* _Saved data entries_
=======
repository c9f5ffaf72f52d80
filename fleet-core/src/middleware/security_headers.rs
use axum::{extract::Request, http::header, middleware::Next, response::IntoResponse};

/// Headers for a JSON-only API: nothing may be framed, sniffed or executed.
pub async fn security_headers_middleware(req: Request, next: Next) -> impl IntoResponse {
    let mut response = next.run(req).await;
    let headers = response.headers_mut();

    headers.insert(
        header::X_CONTENT_TYPE_OPTIONS,
        header::HeaderValue::from_static("nosniff"),
    );
    headers.insert(
        header::STRICT_TRANSPORT_SECURITY,
        header::HeaderValue::from_static("max-age=31536000; includeSubDomains"),
    );
    headers.insert(
        header::CONTENT_SECURITY_POLICY,
        header::HeaderValue::from_static("default-src 'none'; frame-ancestors 'none'"),
    );
    headers.insert(
        header::X_FRAME_OPTIONS,
        header::HeaderValue::from_static("DENY"),
    );
    headers.insert(
        header::CACHE_CONTROL,
        header::HeaderValue::from_static("no-store"),
    );

    response
}
use crate::dtos::dates::{date, opt_date};
use crate::dtos::{date_range_filter, AssignmentSummary, RiderSummary};
use crate::models::{Payment, PaymentKind, PaymentMethod, PaymentStatus};
use chrono::{DateTime, Utc};
use fleet_core::error::AppError;
use fleet_core::pagination::SortableFields;
use mongodb::bson::Document;
use serde::{Deserialize, Serialize};
use validator::Validate;

pub const SORTABLE: SortableFields = &[
    ("createdAt", "created_at"),
    ("updatedAt", "updated_at"),
    ("dueDate", "due_date"),
    ("paidDate", "paid_date"),
    ("amount", "amount"),
    ("status", "status"),
];

#[derive(Debug, Deserialize, Validate)]
#[serde(rename_all = "camelCase")]
pub struct CreatePaymentRequest {
    #[validate(length(min = 1, message = "Assignment is required"))]
    pub assignment_id: String,
    /// Optional; must match the assignment's rider when given.
    pub rider_id: Option<String>,
    #[validate(range(exclusive_min = 0.0, message = "Amount must be greater than zero"))]
    pub amount: f64,
    #[serde(default = "default_kind")]
    pub kind: PaymentKind,
    pub method: Option<PaymentMethod>,
    pub status: Option<PaymentStatus>,
    #[serde(deserialize_with = "date::deserialize")]
    pub due_date: DateTime<Utc>,
    #[serde(default, deserialize_with = "opt_date::deserialize")]
    pub paid_date: Option<DateTime<Utc>>,
    pub transaction_ref: Option<String>,
    pub notes: Option<String>,
}

fn default_kind() -> PaymentKind {
    PaymentKind::Rent
}

#[derive(Debug, Deserialize, Validate)]
#[serde(rename_all = "camelCase")]
pub struct UpdatePaymentRequest {
    #[validate(range(exclusive_min = 0.0, message = "Amount must be greater than zero"))]
    pub amount: Option<f64>,
    pub kind: Option<PaymentKind>,
    pub method: Option<PaymentMethod>,
    pub status: Option<PaymentStatus>,
    #[serde(default, deserialize_with = "opt_date::deserialize")]
    pub due_date: Option<DateTime<Utc>>,
    #[serde(default, deserialize_with = "opt_date::deserialize")]
    pub paid_date: Option<DateTime<Utc>>,
    pub transaction_ref: Option<String>,
    pub notes: Option<String>,
}

#[derive(Debug, Default, Deserialize)]
#[serde(rename_all = "camelCase")]
pub struct PaymentFilters {
    pub status: Option<PaymentStatus>,
    pub kind: Option<PaymentKind>,
    pub assignment_id: Option<String>,
    pub rider_id: Option<String>,
    #[serde(default, deserialize_with = "opt_date::deserialize")]
    pub due_from: Option<DateTime<Utc>>,
    #[serde(default, deserialize_with = "opt_date::deserialize")]
    pub due_to: Option<DateTime<Utc>>,
    #[serde(default)]
    pub include_inactive: bool,
}

impl PaymentFilters {
    pub fn to_document(&self) -> Result<Document, AppError> {
        let mut filter = super::active_filter(self.include_inactive);
        if let Some(status) = self.status {
            filter.insert("status", status);
        }
        if let Some(kind) = self.kind {
            filter.insert("kind", kind);
        }
        if let Some(assignment_id) = &self.assignment_id {
            filter.insert("assignment_id", assignment_id.as_str());
        }
        if let Some(rider_id) = &self.rider_id {
            filter.insert("rider_id", rider_id.as_str());
        }
        if let Some(range) = date_range_filter("due_date", self.due_from, self.due_to)? {
            filter.extend(range);
        }
        Ok(filter)
    }
}

#[derive(Debug, Serialize, Deserialize)]
#[serde(rename_all = "camelCase")]
pub struct PaymentResponse {
    pub id: String,
    pub assignment_id: String,
    pub rider_id: String,
    pub assignment: Option<AssignmentSummary>,
    pub rider: Option<RiderSummary>,
    pub amount: f64,
    pub kind: PaymentKind,
    pub method: Option<PaymentMethod>,
    pub status: PaymentStatus,
    pub due_date: String,
    pub paid_date: Option<String>,
    pub transaction_ref: Option<String>,
    pub notes: Option<String>,
    pub is_active: bool,
    pub created_at: String,
    pub updated_at: String,
}

impl From<Payment> for PaymentResponse {
    fn from(p: Payment) -> Self {
        Self {
            id: p.id,
            assignment_id: p.assignment_id,
            rider_id: p.rider_id,
            assignment: None,
            rider: None,
            amount: p.amount,
            kind: p.kind,
            method: p.method,
            status: p.status,
            due_date: p.due_date.to_rfc3339(),
            paid_date: p.paid_date.map(|d| d.to_rfc3339()),
            transaction_ref: p.transaction_ref,
            notes: p.notes,
            is_active: p.is_active,
            created_at: p.created_at.to_rfc3339(),
            updated_at: p.updated_at.to_rfc3339(),
        }
    }
}

#[derive(Debug, Serialize, Deserialize)]
#[serde(rename_all = "camelCase")]
pub struct OverdueSweepResponse {
    pub marked_overdue: u64,
    pub assignments_recomputed: u64,
}

#[cfg(test)]
mod tests {
    use super::*;

    #[test]
    fn zero_amount_fails_validation() {
        let req: CreatePaymentRequest = serde_json::from_str(
            r#"{ "assignmentId": "a-1", "amount": 0, "dueDate": "2024-05-01" }"#,
        )
        .unwrap();
        assert!(req.validate().is_err());
        assert_eq!(req.kind, PaymentKind::Rent);
    }

    #[test]
    fn due_range_filter_is_applied() {
        let filters: PaymentFilters = serde_json::from_str(
            r#"{ "dueFrom": "2024-01-01", "dueTo": "2024-01-31", "status": "pending" }"#,
        )
        .unwrap();
        let doc = filters.to_document().unwrap();
        let range = doc.get_document("due_date").unwrap();
        assert!(range.contains_key("$gte") && range.contains_key("$lte"));
        assert_eq!(doc.get_str("status").unwrap(), "pending");
    }

    #[test]
    fn inverted_due_range_is_a_bad_request() {
        let filters: PaymentFilters =
            serde_json::from_str(r#"{ "dueFrom": "2024-02-01", "dueTo": "2024-01-01" }"#)
                .unwrap();
        assert!(matches!(
            filters.to_document(),
            Err(AppError::BadRequest(_))
        ));
    }
}
#![allow(dead_code)]

use fleet_admin::config::AdminConfig;
use fleet_admin::services::MongoDb;
use fleet_admin::startup::Application;
use reqwest::{Client, Response};
use serde_json::{json, Value};
use uuid::Uuid;

pub struct TestApp {
    pub address: String,
    pub port: u16,
    pub db: MongoDb,
    pub db_name: String,
    pub client: Client,
}

impl TestApp {
    pub async fn spawn() -> Self {
        let uri = std::env::var("TEST_MONGODB_URI")
            .unwrap_or_else(|_| "mongodb://localhost:27017".to_string());
        std::env::set_var("FLEET__MONGODB__URI", uri);

        let db_name = format!("fleet_test_{}", Uuid::new_v4().simple());

        let mut config = AdminConfig::load().expect("Failed to load configuration");
        config.server.port = 0; // Random port for testing
        config.mongodb.database = db_name.clone();

        let app = Application::build(config)
            .await
            .expect("Failed to build test application");

        let port = app.port();
        let db = app.db().clone();
        let address = format!("http://127.0.0.1:{}", port);

        tokio::spawn(async move {
            app.run_until_stopped().await.ok();
        });

        // Wait for the server by polling the health endpoint
        let client = Client::new();
        let health_url = format!("{}/health", address);
        for _ in 0..50 {
            if client.get(&health_url).send().await.is_ok() {
                break;
            }
            tokio::time::sleep(tokio::time::Duration::from_millis(50)).await;
        }

        TestApp {
            address,
            port,
            db,
            db_name,
            client,
        }
    }

    pub fn url(&self, path: &str) -> String {
        format!("{}{}", self.address, path)
    }

    pub async fn get(&self, path: &str) -> Response {
        self.client
            .get(self.url(path))
            .send()
            .await
            .expect("Failed to execute request")
    }

    pub async fn post(&self, path: &str, body: Value) -> Response {
        self.client
            .post(self.url(path))
            .json(&body)
            .send()
            .await
            .expect("Failed to execute request")
    }

    pub async fn put(&self, path: &str, body: Value) -> Response {
        self.client
            .put(self.url(path))
            .json(&body)
            .send()
            .await
            .expect("Failed to execute request")
    }

    pub async fn delete(&self, path: &str) -> Response {
        self.client
            .delete(self.url(path))
            .send()
            .await
            .expect("Failed to execute request")
    }

    /// POST and return the JSON body, asserting 201.
    pub async fn create(&self, path: &str, body: Value) -> Value {
        let response = self.post(path, body).await;
        let status = response.status();
        let body: Value = response.json().await.expect("Failed to parse JSON");
        assert_eq!(status.as_u16(), 201, "create {} failed: {}", path, body);
        body
    }

    pub async fn create_rider(&self) -> String {
        let phone = format!("+91{}", &Uuid::new_v4().simple().to_string()[..10]);
        let body = self
            .create("/riders", json!({ "name": "Asha Rao", "phone": phone }))
            .await;
        body["rider"]["id"].as_str().unwrap().to_string()
    }

    pub async fn create_bike(&self) -> String {
        let suffix = &Uuid::new_v4().simple().to_string()[..8];
        let body = self
            .create(
                "/bikes",
                json!({
                    "bikeNumber": format!("BK-{}", suffix),
                    "registrationNumber": format!("KA01-{}", suffix),
                    "model": "Hero Electric",
                    "zone": "north",
                }),
            )
            .await;
        body["bike"]["id"].as_str().unwrap().to_string()
    }

    pub async fn create_assignment(&self, rider_id: &str, bike_id: &str) -> String {
        let body = self
            .create(
                "/assignments",
                json!({
                    "riderId": rider_id,
                    "bikeId": bike_id,
                    "startDate": "2026-01-01",
                    "tenureMonths": 3,
                    "monthlyCharge": 800.0,
                }),
            )
            .await;
        body["assignment"]["id"].as_str().unwrap().to_string()
    }

    /// Rider + bike + assignment in one go; returns the assignment id.
    pub async fn seed_assignment(&self) -> String {
        let rider_id = self.create_rider().await;
        let bike_id = self.create_bike().await;
        self.create_assignment(&rider_id, &bike_id).await
    }

    pub async fn create_payment(&self, assignment_id: &str, amount: f64, status: &str) -> String {
        let body = self
            .create(
                "/payments",
                json!({
                    "assignmentId": assignment_id,
                    "amount": amount,
                    "status": status,
                    "dueDate": "2026-02-01",
                }),
            )
            .await;
        body["payment"]["id"].as_str().unwrap().to_string()
    }

    pub async fn json(&self, path: &str) -> Value {
        let response = self.get(path).await;
        assert!(response.status().is_success(), "GET {} failed", path);
        response.json().await.expect("Failed to parse JSON")
    }

    /// Drop the per-test database.
    pub async fn cleanup(&self) {
        let _ = self.db.client().database(&self.db_name).drop(None).await;
    }
}
use opentelemetry::KeyValue;
use opentelemetry_otlp::WithExportConfig;
use opentelemetry_sdk::{Resource, runtime, trace as sdktrace};
use tracing_subscriber::{layer::SubscriberExt, util::SubscriberInitExt};

use crate::config::ObservabilityConfig;

/// Install the global tracing subscriber.
///
/// JSON logs always go to stdout. Spans are additionally exported over OTLP
/// when `otlp_endpoint` is set; an exporter that fails to start is reported
/// on stderr and the service keeps running with logs only.
pub fn init_tracing(service_name: &str, config: &ObservabilityConfig) {
    let env_filter = tracing_subscriber::EnvFilter::try_from_default_env()
        .unwrap_or_else(|_| tracing_subscriber::EnvFilter::new(&config.log_level));

    let telemetry = config.otlp_endpoint.as_deref().and_then(|endpoint| {
        let otlp_exporter = opentelemetry_otlp::new_exporter()
            .tonic()
            .with_endpoint(endpoint);

        match opentelemetry_otlp::new_pipeline()
            .tracing()
            .with_exporter(otlp_exporter)
            .with_trace_config(sdktrace::config().with_resource(Resource::new(vec![
                KeyValue::new("service.name", service_name.to_string()),
            ])))
            .install_batch(runtime::Tokio)
        {
            Ok(tracer) => Some(tracing_opentelemetry::layer().with_tracer(tracer)),
            Err(e) => {
                eprintln!(
                    "Failed to initialize OTLP tracer for service '{}' at endpoint '{}': {}",
                    service_name, endpoint, e
                );
                None
            }
        }
    });

    tracing_subscriber::registry()
        .with(env_filter)
        .with(telemetry)
        .with(
            tracing_subscriber::fmt::layer()
                .with_file(true)
                .with_line_number(true)
                .json()
                .flatten_event(true),
        )
        .init();
}
use fleet_admin::config::AdminConfig;
use fleet_admin::services::init_metrics;
use fleet_admin::startup::Application;
use fleet_core::observability::init_tracing;

#[tokio::main]
async fn main() -> std::io::Result<()> {
    // Metrics recorder must exist before anything records
    init_metrics();

    let config = AdminConfig::load().map_err(|e| {
        eprintln!("Failed to load configuration: {}", e);
        std::io::Error::other(format!("Configuration error: {}", e))
    })?;

    init_tracing("fleet-admin", &config.observability);

    let app = Application::build(config).await.map_err(|e| {
        tracing::error!("Failed to start fleet-admin: {}", e);
        std::io::Error::other(format!("Startup error: {}", e))
    })?;

    app.run_until_stopped().await?;

    tracing::info!("fleet-admin stopped");
    Ok(())
}
//! Cross-entity status synchronization.
//!
//! Three rules keep documents consistent after writes elsewhere:
//!
//! * payment writes recompute the owning assignment's totals;
//! * maintenance and assignment lifecycle moves drive the bike's status;
//! * an external reply on a closed ticket reopens it.
//!
//! Every write here is conditional. Assignment totals use an optimistic
//! check on `totals_revision`; bike and ticket moves filter on the status
//! they expect to replace, so a concurrent change is never overwritten.

use chrono::{DateTime, Utc};
use futures::{future, TryStreamExt};
use std::future::Future;
use mongodb::bson::{doc, to_bson, Bson, Document};
use mongodb::options::{FindOneAndUpdateOptions, ReturnDocument};

use crate::models::datetime::bson_date;
use crate::models::{
    reply_reopens, AssignmentPaymentStatus, BikeStatus, MaintenanceStatus, Payment,
    PaymentStatus, Ticket, TicketReply, TicketStatus,
};
use crate::services::database::MongoDb;
use crate::services::metrics::{
    record_sync_conflict, record_sync_failure, record_sync_run, record_ticket_reopened,
};
use fleet_core::error::AppError;

const ASSIGNMENT_TOTALS: &str = "assignment_totals";
const BIKE_STATUS: &str = "bike_status";

/// Totals derived from an assignment's active payments.
#[derive(Debug, Clone, Copy, PartialEq)]
pub struct PaymentTotals {
    pub paid_amount: f64,
    pub pending_amount: f64,
    pub payment_status: AssignmentPaymentStatus,
}

impl PaymentTotals {
    /// Sum paid and pending amounts over active payments. Other statuses
    /// (overdue, partial, failed, refunded, cancelled) count toward neither.
    /// With nothing pending the assignment is `paid`, except when it has no
    /// active payments at all.
    pub fn from_payments<'a, I>(payments: I) -> Self
    where
        I: IntoIterator<Item = &'a Payment>,
    {
        let mut paid_amount = 0.0;
        let mut pending_amount = 0.0;
        let mut counted = 0usize;

        for payment in payments.into_iter().filter(|p| p.is_active) {
            counted += 1;
            match payment.status {
                PaymentStatus::Paid => paid_amount += payment.amount,
                PaymentStatus::Pending => pending_amount += payment.amount,
                _ => {}
            }
        }

        let payment_status = if counted == 0 || pending_amount > 0.0 {
            AssignmentPaymentStatus::Pending
        } else {
            AssignmentPaymentStatus::Paid
        };

        Self {
            paid_amount,
            pending_amount,
            payment_status,
        }
    }
}

#[derive(Debug, Clone, Copy, PartialEq, Eq)]
pub struct SweepOutcome {
    pub marked_overdue: u64,
    pub assignments_recomputed: u64,
}

#[derive(Debug, Clone)]
pub struct ReplyOutcome {
    pub ticket: Ticket,
    pub reopened: bool,
}

#[derive(Clone)]
pub struct Synchronizer {
    db: MongoDb,
    max_retries: u32,
}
=======
What lines in the data above contain the word "Uuid"? Show them all.

use uuid::Uuid;
        let db_name = format!("fleet_test_{}", Uuid::new_v4().simple());
        let phone = format!("+91{}", &Uuid::new_v4().simple().to_string()[..10]);
        let suffix = &Uuid::new_v4().simple().to_string()[..8];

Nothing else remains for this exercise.